Looking to dive into current Marvel comics, but don’t want to try to read everything? This is the guide for you – the fast track to all the essential Marvel Comics since the “Fresh Start” era kicked off in May 2018.
Like previous fast tracks on Comic Book Herald (all linked below!), the Marvel Fresh Start fast track is a blend of major moments in the Marvel Universe, events, and what I consider the best Marvel Comics of 2018, 2019, 2020, 2021 and beyond. As you’d expect, the fast track does not include everything – for readers interested in consuming it all, check out Comic Book Herald’s complete Marvel Fresh Start reading order.
Finally, this is not a direct transfer of my picks for, say, the best Marvel Comics of 2019. There’s overlap, sure, but there are also some favorites that aren’t as essential to the overall Marvel Comics shared universe as the picks on this fast track.
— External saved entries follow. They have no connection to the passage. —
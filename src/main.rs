use anyhow::Result;
use borsello::cli::Cli;
use clap::Parser;

#[tokio::main]
async fn main() -> Result<()> {
    let cli = Cli::parse();
    cli.init_tracing();
    cli.run().await
}
use chrono::{DateTime, FixedOffset, NaiveDate};
use serde::Serialize;
use uuid::Uuid;

use super::Cents;

pub type TransactionId = Uuid;

#[derive(Debug, Clone, Copy, PartialEq, Eq, Hash, Serialize)]
#[serde(rename_all = "lowercase")]
pub enum TransactionKind {
    /// Money added to the wallet
    Deposit,
    /// Money taken out of the wallet
    Withdrawal,
}

impl TransactionKind {
    pub fn as_str(&self) -> &'static str {
        match self {
            TransactionKind::Deposit => "deposit",
            TransactionKind::Withdrawal => "withdrawal",
        }
    }

    pub fn from_str(s: &str) -> Option<Self> {
        match s.to_lowercase().as_str() {
            "deposit" => Some(TransactionKind::Deposit),
            "withdrawal" => Some(TransactionKind::Withdrawal),
            _ => None,
        }
    }

    /// Human-readable label shown next to each history row.
    pub fn label(&self) -> &'static str {
        match self {
            TransactionKind::Deposit => "Deposit",
            TransactionKind::Withdrawal => "Withdrawal",
        }
    }

    /// Direction of the money flow from the wallet owner's point of view.
    pub fn direction(&self) -> &'static str {
        match self {
            TransactionKind::Deposit => "received",
            TransactionKind::Withdrawal => "sent",
        }
    }

    /// Signed effect of `amount` on the balance.
    pub fn signed(&self, amount: Cents) -> Cents {
        match self {
            TransactionKind::Deposit => amount,
            TransactionKind::Withdrawal => -amount,
        }
    }
}

impl std::fmt::Display for TransactionKind {
    fn fmt(&self, f: &mut std::fmt::Formatter<'_>) -> std::fmt::Result {
        write!(f, "{}", self.as_str())
    }
}

/// A single accepted deposit or withdrawal.
/// Transactions are immutable once created; there is no editing or deletion.
#[derive(Debug, Clone, PartialEq, Eq)]
pub struct Transaction {
    pub id: TransactionId,
    pub kind: TransactionKind,
    /// Amount in cents (always positive)
    pub amount_cents: Cents,
    /// When the transaction was accepted, in the wallet owner's local offset
    pub created_at: DateTime<FixedOffset>,
}

impl Transaction {
    /// Create a new transaction with a fresh id.
    /// Callers must validate the amount first.
    pub fn new(
        kind: TransactionKind,
        amount_cents: Cents,
        created_at: DateTime<FixedOffset>,
    ) -> Self {
        assert!(amount_cents > 0, "Transaction amount must be positive");
        Self {
            id: Uuid::new_v4(),
            kind,
            amount_cents,
            created_at,
        }
    }

    /// Calendar day this transaction belongs to, in its local offset.
    pub fn day(&self) -> NaiveDate {
        self.created_at.date_naive()
    }
}
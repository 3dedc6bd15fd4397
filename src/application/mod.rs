// Application layer - the boundary between the ledger and its front ends.
// Front ends hand over raw text, render a WalletView, and never touch the
// ledger's state directly.

pub mod error;
pub mod service;
pub mod view;

pub use error::*;
pub use service::*;
pub use view::*;
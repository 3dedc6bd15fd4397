use std::io;

use tokio::io::{AsyncBufRead, AsyncBufReadExt, AsyncWrite, AsyncWriteExt};

/// Asynchronous request/response exchange with the user.
///
/// `ask` resolves to `None` when the user dismisses the request (end of
/// input), mirroring a cancelled dialog.
#[allow(async_fn_in_trait)]
pub trait Prompt {
    async fn ask(&mut self, message: &str) -> io::Result<Option<String>>;

    async fn show(&mut self, message: &str) -> io::Result<()>;
}

/// Line-based prompt over any async reader/writer pair.
pub struct Terminal<R, W> {
    reader: R,
    writer: W,
}

impl<R, W> Terminal<R, W>
where
    R: AsyncBufRead + Unpin,
    W: AsyncWrite + Unpin,
{
    pub fn new(reader: R, writer: W) -> Self {
        Self { reader, writer }
    }

    pub fn into_writer(self) -> W {
        self.writer
    }
}

impl<R, W> Prompt for Terminal<R, W>
where
    R: AsyncBufRead + Unpin,
    W: AsyncWrite + Unpin,
{
    async fn ask(&mut self, message: &str) -> io::Result<Option<String>> {
        self.writer.write_all(message.as_bytes()).await?;
        self.writer.write_all(b" ").await?;
        self.writer.flush().await?;

        let mut line = String::new();
        if self.reader.read_line(&mut line).await? == 0 {
            return Ok(None);
        }
        Ok(Some(line.trim_end_matches(['\r', '\n']).to_string()))
    }

    async fn show(&mut self, message: &str) -> io::Result<()> {
        self.writer.write_all(message.as_bytes()).await?;
        if !message.ends_with('\n') {
            self.writer.write_all(b"\n").await?;
        }
        self.writer.flush().await
    }
}
use super::{
    format_cents, parse_cents, Cents, Clock, History, ParseCentsError, SystemClock, Transaction,
    TransactionKind,
};

/// Balance and history of one wallet for the lifetime of a session.
///
/// The only ways to change state are [`Ledger::deposit`] and
/// [`Ledger::withdraw`]. Both validate before mutating, so every call either
/// applies completely or leaves the ledger untouched.
#[derive(Debug)]
pub struct Ledger<C: Clock = SystemClock> {
    opening_balance: Cents,
    balance: Cents,
    history: History,
    clock: C,
}

impl Ledger<SystemClock> {
    pub fn new(opening_balance: Cents) -> Result<Self, LedgerError> {
        Self::with_clock(opening_balance, SystemClock)
    }
}

impl<C: Clock> Ledger<C> {
    pub fn with_clock(opening_balance: Cents, clock: C) -> Result<Self, LedgerError> {
        if opening_balance < 0 {
            return Err(LedgerError::NegativeOpeningBalance(opening_balance));
        }
        Ok(Self {
            opening_balance,
            balance: opening_balance,
            history: History::new(),
            clock,
        })
    }

    pub fn balance(&self) -> Cents {
        self.balance
    }

    pub fn opening_balance(&self) -> Cents {
        self.opening_balance
    }

    pub fn history(&self) -> &History {
        &self.history
    }

    pub fn transaction_count(&self) -> usize {
        self.history.len()
    }

    pub fn is_empty(&self) -> bool {
        self.history.is_empty()
    }

    /// Add money to the wallet.
    pub fn deposit(&mut self, amount_cents: Cents) -> Result<Transaction, LedgerError> {
        validate_amount(amount_cents)?;
        self.apply(TransactionKind::Deposit, amount_cents)
    }

    /// Take money out of the wallet. The balance never goes below zero.
    pub fn withdraw(&mut self, amount_cents: Cents) -> Result<Transaction, LedgerError> {
        validate_amount(amount_cents)?;
        if amount_cents > self.balance {
            return Err(LedgerError::InsufficientFunds {
                balance: self.balance,
                requested: amount_cents,
            });
        }

        self.apply(TransactionKind::Withdrawal, amount_cents)
    }

    fn apply(
        &mut self,
        kind: TransactionKind,
        amount_cents: Cents,
    ) -> Result<Transaction, LedgerError> {
        let balance = self
            .balance
            .checked_add(kind.signed(amount_cents))
            .ok_or(LedgerError::InvalidAmount(AmountIssue::TooLarge))?;

        let transaction = Transaction::new(kind, amount_cents, self.clock.now());
        self.balance = balance;
        self.history.insert(transaction.clone());
        Ok(transaction)
    }
}

fn validate_amount(amount_cents: Cents) -> Result<(), LedgerError> {
    if amount_cents <= 0 {
        return Err(LedgerError::InvalidAmount(AmountIssue::NotPositive));
    }
    Ok(())
}

/// Parse user input into an amount, reporting failures as ledger errors.
pub fn parse_amount(input: &str) -> Result<Cents, LedgerError> {
    parse_cents(input).map_err(|e| match e {
        ParseCentsError::InvalidFormat => LedgerError::InvalidAmount(AmountIssue::NotANumber),
        ParseCentsError::Overflow => LedgerError::InvalidAmount(AmountIssue::TooLarge),
        ParseCentsError::SubCentPrecision => {
            LedgerError::InvalidAmount(AmountIssue::TooPrecise)
        }
    })
}

/// Why an amount was rejected.
#[derive(Debug, Clone, Copy, PartialEq, Eq)]
pub enum AmountIssue {
    NotANumber,
    NotPositive,
    TooLarge,
    TooPrecise,
}

#[derive(Debug, Clone, PartialEq, Eq)]
pub enum LedgerError {
    InvalidAmount(AmountIssue),
    InsufficientFunds { balance: Cents, requested: Cents },
    NegativeOpeningBalance(Cents),
}

impl std::fmt::Display for LedgerError {
    fn fmt(&self, f: &mut std::fmt::Formatter<'_>) -> std::fmt::Result {
        match self {
            LedgerError::InvalidAmount(AmountIssue::NotANumber) => {
                write!(f, "Please enter a valid number")
            }
            LedgerError::InvalidAmount(AmountIssue::NotPositive) => {
                write!(f, "Amount must be greater than 0")
            }
            LedgerError::InvalidAmount(AmountIssue::TooLarge) => write!(f, "Amount is too large"),
            LedgerError::InvalidAmount(AmountIssue::TooPrecise) => {
                write!(f, "Amount cannot have more than 2 decimal places")
            }
            LedgerError::InsufficientFunds { balance, .. } => write!(
                f,
                "Insufficient funds. Your balance is ${}",
                format_cents(*balance)
            ),
            LedgerError::NegativeOpeningBalance(balance) => write!(
                f,
                "Opening balance cannot be negative (got {})",
                format_cents(*balance)
            ),
        }
    }
}

impl std::error::Error for LedgerError {}

#[cfg(test)]
mod tests {
    use chrono::{Duration, FixedOffset, TimeZone};

    use super::*;
    use crate::domain::ManualClock;

    fn clock() -> ManualClock {
        ManualClock::new(
            FixedOffset::east_opt(2 * 3600)
                .unwrap()
                .with_ymd_and_hms(2026, 10, 18, 9, 15, 0)
                .unwrap(),
        )
    }

    #[test]
    fn test_new_ledger_is_empty() {
        let ledger = Ledger::with_clock(134056, clock()).unwrap();
        assert_eq!(ledger.balance(), 134056);
        assert_eq!(ledger.opening_balance(), 134056);
        assert!(ledger.is_empty());
        assert_eq!(ledger.transaction_count(), 0);
    }

    #[test]
    fn test_negative_opening_balance_rejected() {
        let result = Ledger::with_clock(-1, clock());
        assert!(matches!(result, Err(LedgerError::NegativeOpeningBalance(-1))));
    }

    #[test]
    fn test_deposit_updates_balance_and_history() {
        let mut ledger = Ledger::with_clock(134056, clock()).unwrap();
        let tx = ledger.deposit(10000).unwrap();

        assert_eq!(ledger.balance(), 144056);
        assert_eq!(tx.kind, TransactionKind::Deposit);
        assert_eq!(tx.amount_cents, 10000);
        assert_eq!(ledger.history().groups().len(), 1);
        assert_eq!(ledger.history().groups()[0].items()[0], tx);
    }

    #[test]
    fn test_withdraw_insufficient_funds_leaves_state() {
        let mut ledger = Ledger::with_clock(134056, clock()).unwrap();
        ledger.deposit(10000).unwrap();

        let err = ledger.withdraw(200000).unwrap_err();
        assert_eq!(
            err,
            LedgerError::InsufficientFunds {
                balance: 144056,
                requested: 200000
            }
        );
        assert_eq!(err.to_string(), "Insufficient funds. Your balance is $1440.56");
        assert_eq!(ledger.balance(), 144056);
        assert_eq!(ledger.transaction_count(), 1);
    }

    #[test]
    fn test_withdraw_entire_balance() {
        let mut ledger = Ledger::with_clock(5000, clock()).unwrap();
        ledger.withdraw(5000).unwrap();
        assert_eq!(ledger.balance(), 0);
        assert!(matches!(
            ledger.withdraw(1),
            Err(LedgerError::InsufficientFunds { balance: 0, .. })
        ));
    }

    #[test]
    fn test_non_positive_amounts_rejected() {
        let mut ledger = Ledger::with_clock(134056, clock()).unwrap();
        for amount in [0, -500] {
            assert_eq!(
                ledger.deposit(amount),
                Err(LedgerError::InvalidAmount(AmountIssue::NotPositive))
            );
            assert_eq!(
                ledger.withdraw(amount),
                Err(LedgerError::InvalidAmount(AmountIssue::NotPositive))
            );
        }
        assert_eq!(ledger.balance(), 134056);
        assert!(ledger.is_empty());
    }

    #[test]
    fn test_invalid_amount_checked_before_funds() {
        let mut ledger = Ledger::with_clock(0, clock()).unwrap();
        assert_eq!(
            ledger.withdraw(-1),
            Err(LedgerError::InvalidAmount(AmountIssue::NotPositive))
        );
    }

    #[test]
    fn test_deposit_overflow_rejected() {
        let mut ledger = Ledger::with_clock(i64::MAX - 10, clock()).unwrap();
        assert_eq!(
            ledger.deposit(11),
            Err(LedgerError::InvalidAmount(AmountIssue::TooLarge))
        );
        assert_eq!(ledger.balance(), i64::MAX - 10);
        assert!(ledger.deposit(10).is_ok());
    }

    #[test]
    fn test_transactions_grouped_across_midnight() {
        let clock = clock();
        let mut ledger = Ledger::with_clock(0, &clock).unwrap();

        ledger.deposit(100).unwrap();
        clock.advance(Duration::hours(15)); // 00:15 next day
        let late = ledger.deposit(200).unwrap();

        let groups = ledger.history().groups();
        assert_eq!(groups.len(), 2);
        assert_eq!(groups[0].date().to_string(), "2026-10-19");
        assert_eq!(groups[0].items()[0].id, late.id);
        assert_eq!(groups[1].date().to_string(), "2026-10-18");
    }

    #[test]
    fn test_parse_amount() {
        assert_eq!(parse_amount("40.56"), Ok(4056));
        assert_eq!(parse_amount("-5"), Ok(-500));
        assert_eq!(parse_amount("1.500"), Ok(150));
        assert_eq!(
            parse_amount("0.001"),
            Err(LedgerError::InvalidAmount(AmountIssue::TooPrecise))
        );
        assert_eq!(
            parse_amount("NaN"),
            Err(LedgerError::InvalidAmount(AmountIssue::NotANumber))
        );
        assert_eq!(
            parse_amount("99999999999999999999"),
            Err(LedgerError::InvalidAmount(AmountIssue::TooLarge))
        );
    }

    #[test]
    fn test_error_messages() {
        assert_eq!(
            LedgerError::InvalidAmount(AmountIssue::NotANumber).to_string(),
            "Please enter a valid number"
        );
        assert_eq!(
            LedgerError::InvalidAmount(AmountIssue::NotPositive).to_string(),
            "Amount must be greater than 0"
        );
    }
}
Likewise, the comics below are not listed in order of preference!
Related Reading Orders:
Where to Start With Marvel Comics (Fresh Start Era)
In most ways, Marvel’s “Fresh Start” era comes to a soft conclusion of sorts in 2021, as a wide array of series defining the era come to a close, or morph into something new. Whether Marvel formally declares a new age or not, it’s definitely looking like “Fresh Start” phase one will cover 2018 through 2021.
My favorite Marvel book of 2018, and the front-runner for 2019’s picks until a certain writer started reinventing the X-Men, Immortal Hulk is an instant classic. No seriously, John and I talked at length about everything that makes it such a gem!
Immortal Hulk is one of the top 3 standouts of Marvel Fresh Start, and destined for a legacy as both a contender for best Hulk series of all time, and one of the best Marvel runs. The Al Ewing written masterclass concludes in 2021 with Immortal Hulk #50.
Jason Aaron’s Hall of Hammers: Thor / War of the Realms / Valkyrie / King Thor
Although he’s known for plenty of great comics including Scalped and Wolverine & The X-Men, Jason Aaron’s Marvel legacy will likely be defined by his seven year run on Thor titles. Beginning with Thor: God of Thunder, Aaron’s taken the lord of lightning on a journey through time, space, and gender. It’s honestly excellent, and may well go down as my second favorite Thor run behind the all time G.O.A.T. Walt Simonson.
Likewise, Aaron’s influence (not to mention the crucial visual innovation of Esad Ribic, Russell Dautermann, and Matthew Wilson) is clearly going to be felt in the Taika Waititi directed Thor: Love and Thunder for the MCU’s Phase 4.
Ta-Nehisi Coates-Verse: Captain America / Black Panther
Coates has been one of my favorite Marvel writers since taking over Black Panther in 2016, and the trend continues into “Fresh Start” with Coates and Leinil Francis Yu salvaging Captain America from the wreckage of 2017’s Secret Empire and Black Panther taking a journey to the stars.
Both series are pleasantly confined to their own corners of creative vision, although intriguingly, the events of Captain America have bled over at times into Immortal Hulk and Absolute Carnage. I’ve said this repeatedly, but Marvel fans of the future are going to look back at Coates presence at Marvel from 2016 through 2021 and stare absolutely dumbfounded at a fanbase that took these runs for granted.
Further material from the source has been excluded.